Нужно ли упоминать, что, говоря о конечном мире, я не имею в виду только материальный мир? Существуют также моральные факты, которые подлежат наблюдению и входят в область науки. Изучение человека в его актуальном состоянии, рассматриваемого ли как индивид или как член нации, также является научным исследованием, подчиняющимся тому же методу, что и изучение материального мира: и в его законную компетенцию также входит обнаружение в актуальном порядке этого мира законов тех конкретных фактов, к которым оно обращается.

Но если пределы конечного мира являются пределами человеческой науки, то они не являются пределами человеческой души. Человек содержит в себе идеи и амбициозные стремления, простирающиеся далеко за пределы и поднимающиеся далеко над конечным миром, идеи о Бесконечном, Идеальном, Совершенном, Неизменном, Вечном и стремления к ним. Эти идеи и стремления сами по себе являются реальностями, признаваемыми человеческим разумом; но даже признавая их, человеческий разум останавливается; они дают ему предчувствие, или, говоря более точно, откровение, порядка вещей, отличного от фактов и законов конечного мира, который находится под его наблюдением; но в то время как человек имеет инстинкт и перспективу этого высшего порядка, он не может иметь о нем никакого позитивного знания. Это проистекает из возвышенности его природы, если он имеет проблеск Бесконечности — если он стремится к ней; тогда как это является результатом немощи его актуального состояния, если его позитивное знание ограничено миром, в котором он существует.

Я родился на юге, под самым солнцем. Однако большую часть жизни я прожил в регионах либо северных, либо граничащих с севером, регионах, столь часто погруженных в туманы. Когда под их бледным небом мы смотрим на горизонт, туман большей или меньшей плотности ограничивает вид; само зрение могло бы проникнуть гораздо дальше, но внешнее препятствие останавливает его; оно не находит там света, в котором нуждается. Взгляните теперь на горизонт под чистым и блестящим небом юга; равнины, как далекие, так и близкие, купаются в свете; человеческий глаз может проникнуть туда настолько, насколько позволяет его организация. Если он не проникает дальше, то не из-за недостатка света, а потому, что его собственная и естественная сила достигла своего предела: разум знает, что существуют пространства за пределами того, что охватывает глаз, но глаз не проникает в них. Это образ того, что происходит с самим разумом при созерцании и изучении вселенной: он достигает точки, где его ясное зрение, то есть его позитивная оценка, останавливается, не потому, что он находит там конец самих вещей, а предел человеческой научной оценки их; другие реальности представляют себя ему; он имеет проблеск их; он верит в них спонтанно и естественно; ему не дано охватить их и измерить их; но он не может ни игнорировать их, ни знать их, ни иметь позитивного знания о них, ни воздержаться от веры в них.

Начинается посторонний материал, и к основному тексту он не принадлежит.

//! # Blockcard
//!
//! Rich-text extraction for sharing outliner blocks as image cards.
//!
//! Re-exports the workspace crates and provides the `blockcard` command-line
//! front end:
//!
//! - [`blockcard_core`]: segment data model, configuration, errors
//! - [`blockcard_parser`]: markdown segment lexer and code block recognizer
//! - [`blockcard_extract`]: tree walker, reference resolver, DOM fallback
//!   and the extraction orchestrator

pub mod cli;

pub use blockcard_core::prelude::*;
pub use blockcard_extract::*;
pub use blockcard_parser::{parse, parse_block};

/// Convenient prelude for common imports.
pub mod prelude {
    pub use blockcard_extract::prelude::*;
    pub use blockcard_parser::{parse, parse_block};
}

Я не могу отказать себе в удовольствии процитировать то, что я написал тринадцать лет назад по тому же предмету, философски исследуя реальное значение слова «вера». «Объект всякой религиозной веры, — говорил я, — в определенной, значительной мере недоступен человеческой науке. Человеческая наука может установить реальность этого объекта; она может достичь границы этого таинственного мира; и удостовериться в существовании там фактов, с которыми связана судьба человека; но ей не дано достичь самих фактов настолько, чтобы подвергнуть их своему исследованию.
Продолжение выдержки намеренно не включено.